A quote from David Holmgren's recent book:
Principles & Pathways Beyond Sustainability
Because of the high-energy nature of the modern world, each person, especially in rich countries, has much greater power and impact on nature and society than any previous -- or probably, future -- generation. Estimates of the resources that a person in the rich world commands are in the order of 100 energy slaves. Even the majority of citizens of poor countries today have the equivalent of several energy slaves. During the lifetime of an American baby-boomer born in 1950 and dying in 2025, over half the conventional oil reserves of the United States (the second-richest oil nation after Saudi Arabia) will have been consumed. The relative power between individuals and groups within generations is naturally the focus of economics and politics. Thus we are constantly comparing ourselves to our peers, but we have many more abstract and vague concerns about future generations. Further the culture of growth assumes that future generations will be more powerful than we are.
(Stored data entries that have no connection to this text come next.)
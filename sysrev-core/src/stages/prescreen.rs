//! Inclusion screening.
//!
//! Evaluates the configured criteria against each candidate in order,
//! short-circuiting on the first failure; that criterion's name becomes the
//! rejection rationale. Purely local and deterministic: identical candidates
//! and configuration always produce identical verdicts, and there is no
//! error path (malformed configuration is rejected at pipeline start).

use crate::config::{Criterion, PrescreenConfig};
use crate::types::{CandidateWork, InclusionVerdict};

pub struct PrescreenStage {
    criteria: Vec<Criterion>,
}

impl PrescreenStage {
    pub fn new(config: &PrescreenConfig) -> Self {
        Self {
            criteria: config.criteria.clone(),
        }
    }

    /// Produce one verdict per candidate, in input order.
    pub fn run(&self, candidates: &[CandidateWork]) -> Vec<(String, InclusionVerdict)> {
        candidates
            .iter()
            .map(|work| (work.id.clone(), self.evaluate(work)))
            .collect()
    }

    fn evaluate(&self, work: &CandidateWork) -> InclusionVerdict {
        for criterion in &self.criteria {
            if !Self::passes(criterion, work) {
                return InclusionVerdict::exclude(criterion.name());
            }
        }
        InclusionVerdict::include()
    }

    fn passes(criterion: &Criterion, work: &CandidateWork) -> bool {
        match criterion {
            Criterion::MinYear { year } => work.year.is_some_and(|y| y >= *year),
            Criterion::RequireAbstract => work
                .abstract_text
                .as_deref()
                .is_some_and(|a| !a.trim().is_empty()),
            Criterion::RequireKeyword { term } => {
                let needle = term.to_lowercase();
                work.title.to_lowercase().contains(&needle)
                    || work
                        .abstract_text
                        .as_deref()
                        .is_some_and(|a| a.to_lowercase().contains(&needle))
            }
        }
    }
}

#[cfg(test)]
mod tests {
    use super::*;
    use pretty_assertions::assert_eq;
    use serde_json::json;

    fn work(id: &str, year: Option<i32>, abstract_text: Option<&str>) -> CandidateWork {
        CandidateWork {
            id: id.to_string(),
            title: "Gene therapy in hemophilia A".to_string(),
            abstract_text: abstract_text.map(str::to_string),
            year,
            source: json!({}),
        }
    }

    fn config(criteria: Vec<Criterion>) -> PrescreenConfig {
        PrescreenConfig { criteria }
    }

    #[test]
    fn test_all_criteria_satisfied() {
        let stage = PrescreenStage::new(&config(vec![
            Criterion::MinYear { year: 2015 },
            Criterion::RequireAbstract,
        ]));
        let verdicts = stage.run(&[work("10.1/a", Some(2019), Some("text"))]);

        assert_eq!(verdicts.len(), 1);
        assert!(verdicts[0].1.include);
        assert_eq!(verdicts[0].1.rationale, "all criteria satisfied");
    }

    #[test]
    fn test_short_circuits_on_first_failing_criterion() {
        // Fails both min_year and require_abstract; the rationale must name
        // the first configured criterion only.
        let stage = PrescreenStage::new(&config(vec![
            Criterion::MinYear { year: 2015 },
            Criterion::RequireAbstract,
        ]));
        let verdicts = stage.run(&[work("10.1/a", Some(2010), None)]);

        assert!(!verdicts[0].1.include);
        assert_eq!(verdicts[0].1.rationale, "min_year");
    }

    #[test]
    fn test_criterion_order_decides_rationale() {
        let stage = PrescreenStage::new(&config(vec![
            Criterion::RequireAbstract,
            Criterion::MinYear { year: 2015 },
        ]));
        let verdicts = stage.run(&[work("10.1/a", Some(2010), None)]);
        assert_eq!(verdicts[0].1.rationale, "require_abstract");
    }

    #[test]
    fn test_missing_year_fails_min_year() {
        let stage = PrescreenStage::new(&config(vec![Criterion::MinYear { year: 2015 }]));
        let verdicts = stage.run(&[work("10.1/a", None, Some("text"))]);
        assert!(!verdicts[0].1.include);
    }

    #[test]
    fn test_keyword_matches_title_or_abstract() {
        let stage = PrescreenStage::new(&config(vec![Criterion::RequireKeyword {
            term: "Hemophilia".into(),
        }]));
        // Title match, case-insensitive.
        assert!(stage.run(&[work("10.1/a", Some(2020), None)])[0].1.include);

        let stage = PrescreenStage::new(&config(vec![Criterion::RequireKeyword {
            term: "factor viii".into(),
        }]));
        let with_abstract = work("10.1/b", Some(2020), Some("Factor VIII levels rose."));
        assert!(stage.run(&[with_abstract])[0].1.include);

        let without = work("10.1/c", Some(2020), Some("Unrelated."));
        assert!(!stage.run(&[without])[0].1.include);
    }

    #[test]
    fn test_deterministic_across_runs() {
        let stage = PrescreenStage::new(&config(vec![
            Criterion::MinYear { year: 2015 },
            Criterion::RequireAbstract,
        ]));
        let candidates = vec![
            work("10.1/a", Some(2019), Some("text")),
            work("10.1/b", Some(2012), Some("text")),
            work("10.1/c", Some(2018), None),
        ];

        let first = stage.run(&candidates);
        let second = stage.run(&candidates);
        assert_eq!(first, second);
    }

    #[test]
    fn test_empty_criteria_includes_everything() {
        let stage = PrescreenStage::new(&config(vec![]));
        let verdicts = stage.run(&[work("10.1/a", None, None)]);
        assert!(verdicts[0].1.include);
    }
}
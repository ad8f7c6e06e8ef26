mod hold;
mod primitives;

pub use hold::*;
pub use primitives::*;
Rapid energy descent means that our individual behaviour today may be more potent in determining the future than the behaviour of whole communities in that future.
Much of this power is expressed through our purchasing decisions in the monetary economy. In this way, it is the billion or so middle-class people around the world who are the engine of global destruction, rather than the numerically small elite, or the relatively self-reliant but increasingly destitute majority.
The rise of individualism in the modern world makes possible personal expression and action through lifestyle choice, even if few choose to do so in any more than superficial ways. This empowerment of the individual provides a unique opportunity for bottom-up change.